═════ RECORDS TO PROCESS ═════
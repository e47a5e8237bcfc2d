use terrain_pathfinding::{
    AstarSolver, BfsSolver, DijkstraSolver, Grid, GridSolver, Paint, Terrain,
};

// A river of water with a single sandy ford splits the grid. BFS wades straight
// through the water since it only counts moves, while Dijkstra and A* walk to the
// ford because water costs three times as much to enter.
//
// The heuristic_factor of A* can be raised to scale the heuristic, which makes nodes
// closer to the end (ignoring terrain) get expanded sooner. This is Weighted A*; it
// explores fewer nodes but may return a more expensive path.

fn main() {
    const N: usize = 12;
    let mut grid = Grid::new(N, N);
    for row in 0..N {
        grid.set_cell(row, 5, Paint::Terrain(Terrain::Water));
        grid.set_cell(row, 6, Paint::Terrain(Terrain::Water));
    }
    grid.set_cell(N - 2, 5, Paint::Terrain(Terrain::Sand));
    grid.set_cell(N - 2, 6, Paint::Terrain(Terrain::Sand));
    for col in 1..4 {
        grid.set_cell(4, col, Paint::Terrain(Terrain::Mud));
        grid.set_cell(7, N - 1 - col, Paint::Terrain(Terrain::Grass));
    }
    grid.set_cell(2, 1, Paint::Start);
    grid.set_cell(2, N - 2, Paint::End);
    println!("{}", grid);

    for allow_diagonal in [false, true] {
        let mode = if allow_diagonal { "8-grid" } else { "4-grid" };
        let solvers: [(&str, Box<dyn GridSolver>); 4] = [
            ("BFS", Box::new(BfsSolver)),
            ("Dijkstra", Box::new(DijkstraSolver)),
            ("A*", Box::new(AstarSolver::new())),
            ("Weighted A* (1.5)", Box::new(AstarSolver::weighted(1.5))),
        ];
        for (label, solver) in solvers {
            let mut run_grid = grid.snapshot();
            let result = solver.run(&mut run_grid, allow_diagonal);
            println!(
                "{mode} {label}: {} moves, cost {:.2}, {} nodes explored",
                result.path_length,
                result.path_cost.unwrap_or(f64::NAN),
                result.nodes_explored
            );
        }
    }
}
//! Persisted grid layouts and run configuration.
//!
//! A grid is saved as a sparse list of its non-default cells:
//!
//! ```json
//! {
//!   "version": "1.0",
//!   "timestamp": "2024-05-01T12:00:00Z",
//!   "gridSize": { "rows": 20, "cols": 30 },
//!   "start": { "row": 2, "col": 3 },
//!   "end": null,
//!   "cells": [
//!     { "row": 2, "col": 3, "isObstacle": false, "isStart": true, "isEnd": false,
//!       "terrainType": "normal", "terrainCost": 1.0 }
//!   ]
//! }
//! ```
use crate::error::{Error, Result};
use crate::grid::{row_col, Grid, Paint, Terrain};
use crate::solver::astar::AstarSolver;
use crate::solver::bfs::BfsSolver;
use crate::solver::dijkstra::DijkstraSolver;
use crate::solver::genetic::{GeneticConfig, GeneticSolver};
use crate::solver::{Algorithm, AlgorithmKind};
use chrono::{DateTime, Utc};
use grid_util::Point;
use log::{info, warn};
use serde::{Deserialize, Serialize};

pub const FORMAT_VERSION: &str = "1.0";

/// Largest number of cells a persisted grid may declare.
pub const MAX_CELLS: usize = 1 << 24;

#[derive(Clone, Copy, Debug, PartialEq, Eq, Serialize, Deserialize)]
pub struct GridSize {
    pub rows: usize,
    pub cols: usize,
}

#[derive(Clone, Copy, Debug, PartialEq, Eq, Serialize, Deserialize)]
pub struct Coord {
    pub row: usize,
    pub col: usize,
}

impl From<Point> for Coord {
    fn from(p: Point) -> Coord {
        let (row, col) = row_col(&p);
        Coord { row, col }
    }
}

#[derive(Clone, Debug, PartialEq, Serialize, Deserialize)]
#[serde(rename_all = "camelCase")]
pub struct CellRecord {
    pub row: usize,
    pub col: usize,
    #[serde(default)]
    pub is_obstacle: bool,
    #[serde(default)]
    pub is_start: bool,
    #[serde(default)]
    pub is_end: bool,
    #[serde(default)]
    pub terrain_type: Terrain,
    /// Written for readers of the file; loading derives the cost from the terrain type.
    #[serde(default = "default_terrain_cost")]
    pub terrain_cost: f64,
}

fn default_terrain_cost() -> f64 {
    1.0
}

/// Serialized grid layout. `grid_size` is optional only so a missing size surfaces as
/// [Error::InvalidConfig] instead of a parse error.
#[derive(Clone, Debug, PartialEq, Serialize, Deserialize)]
#[serde(rename_all = "camelCase")]
pub struct GridConfig {
    #[serde(default)]
    pub version: Option<String>,
    #[serde(default)]
    pub timestamp: Option<DateTime<Utc>>,
    #[serde(default)]
    pub grid_size: Option<GridSize>,
    #[serde(default)]
    pub start: Option<Coord>,
    #[serde(default)]
    pub end: Option<Coord>,
    #[serde(default)]
    pub cells: Vec<CellRecord>,
}

impl GridConfig {
    /// Checks the record and builds the grid it describes.
    fn build(&self) -> Result<Grid> {
        let size = self
            .grid_size
            .ok_or_else(|| Error::invalid_config("missing gridSize"))?;
        if size.rows == 0 || size.cols == 0 {
            return Err(Error::invalid_config(format!(
                "grid size must be positive, got {}x{}",
                size.rows, size.cols
            )));
        }
        if size.rows.checked_mul(size.cols).map_or(true, |n| n > MAX_CELLS) {
            return Err(Error::invalid_config(format!(
                "grid size {}x{} exceeds {MAX_CELLS} cells",
                size.rows, size.cols
            )));
        }
        let check_bounds = |row: usize, col: usize| {
            if row < size.rows && col < size.cols {
                Ok(())
            } else {
                Err(Error::OutOfBounds {
                    row,
                    col,
                    rows: size.rows,
                    cols: size.cols,
                })
            }
        };
        for coord in self.start.iter().chain(self.end.iter()) {
            check_bounds(coord.row, coord.col)?;
        }
        if self.start.is_some() && self.start == self.end {
            return Err(Error::invalid_config("start and end share a cell"));
        }
        for record in &self.cells {
            check_bounds(record.row, record.col)?;
            let coord = Some(Coord {
                row: record.row,
                col: record.col,
            });
            if record.is_obstacle && (coord == self.start || coord == self.end) {
                return Err(Error::invalid_config(format!(
                    "obstacle on endpoint ({}, {})",
                    record.row, record.col
                )));
            }
        }

        let mut grid = Grid::new(size.rows, size.cols);
        for record in &self.cells {
            if record.terrain_type != Terrain::Normal {
                grid.set_cell(record.row, record.col, Paint::Terrain(record.terrain_type));
            }
        }
        if let Some(start) = self.start {
            grid.set_cell(start.row, start.col, Paint::Start);
        }
        if let Some(end) = self.end {
            grid.set_cell(end.row, end.col, Paint::End);
        }
        for record in self.cells.iter().filter(|r| r.is_obstacle) {
            grid.set_cell(record.row, record.col, Paint::Obstacle);
        }
        Ok(grid)
    }
}

impl Grid {
    /// Sparse record of the layout, holding only the cells that differ from the default.
    pub fn to_config(&self) -> GridConfig {
        let cells = self
            .cells()
            .filter(|(_, cell)| !cell.is_default())
            .map(|(p, cell)| {
                let Coord { row, col } = Coord::from(p);
                CellRecord {
                    row,
                    col,
                    is_obstacle: cell.is_obstacle(),
                    is_start: cell.is_start(),
                    is_end: cell.is_end(),
                    terrain_type: cell.terrain(),
                    terrain_cost: cell.terrain_cost(),
                }
            })
            .collect();
        GridConfig {
            version: Some(FORMAT_VERSION.to_owned()),
            timestamp: Some(Utc::now()),
            grid_size: Some(GridSize {
                rows: self.rows(),
                cols: self.cols(),
            }),
            start: self.start().map(Coord::from),
            end: self.end().map(Coord::from),
            cells,
        }
    }

    /// Replaces the layout with `config`. The record is fully validated first, so on
    /// error the grid is unchanged. A different size reinitializes the grid to it.
    pub fn load_config(&mut self, config: &GridConfig) -> Result<()> {
        let grid = config.build()?;
        if grid.rows() != self.rows() || grid.cols() != self.cols() {
            warn!(
                "Grid size mismatch, reinitializing {}x{} grid as {}x{}",
                self.rows(),
                self.cols(),
                grid.rows(),
                grid.cols()
            );
        }
        info!(
            "Loaded grid configuration with {} non-default cells",
            config.cells.len()
        );
        *self = grid;
        Ok(())
    }

    pub fn to_json(&self) -> Result<String> {
        Ok(serde_json::to_string_pretty(&self.to_config())?)
    }

    pub fn from_json(json: &str) -> Result<Grid> {
        let config: GridConfig = serde_json::from_str(json)?;
        config.build()
    }
}

fn default_algorithms() -> Vec<AlgorithmKind> {
    AlgorithmKind::ALL.to_vec()
}

fn default_heuristic_factor() -> f64 {
    1.0
}

/// Which strategies a simulation runs and how.
#[derive(Clone, Debug, PartialEq, Serialize, Deserialize)]
#[serde(rename_all = "camelCase")]
pub struct SimulationConfig {
    #[serde(default)]
    pub allow_diagonal: bool,
    #[serde(default = "default_algorithms")]
    pub algorithms: Vec<AlgorithmKind>,
    #[serde(default = "default_heuristic_factor")]
    pub astar_heuristic_factor: f64,
    #[serde(default)]
    pub genetic: GeneticConfig,
}

impl Default for SimulationConfig {
    fn default() -> SimulationConfig {
        SimulationConfig {
            allow_diagonal: false,
            algorithms: default_algorithms(),
            astar_heuristic_factor: default_heuristic_factor(),
            genetic: GeneticConfig::default(),
        }
    }
}

impl SimulationConfig {
    pub fn from_json(json: &str) -> Result<SimulationConfig> {
        Ok(serde_json::from_str(json)?)
    }

    /// The selected strategies in the configured order, each set up with its parameters.
    pub fn build_algorithms(&self) -> Vec<Algorithm> {
        self.algorithms
            .iter()
            .map(|kind| match kind {
                AlgorithmKind::Bfs => Algorithm::Bfs(BfsSolver),
                AlgorithmKind::Dijkstra => Algorithm::Dijkstra(DijkstraSolver),
                AlgorithmKind::Astar => {
                    Algorithm::AStar(AstarSolver::weighted(self.astar_heuristic_factor))
                }
                AlgorithmKind::Genetic => {
                    Algorithm::Genetic(GeneticSolver::new(self.genetic.clone()))
                }
            })
            .collect()
    }
}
═════
WHAT IS NEEDED: Where a line in the entries holds "false", copy that line.

WRITTEN ANSWER:
    for allow_diagonal in [false, true] {
//!     { "row": 2, "col": 3, "isObstacle": false, "isStart": true, "isEnd": false,
            allow_diagonal: false,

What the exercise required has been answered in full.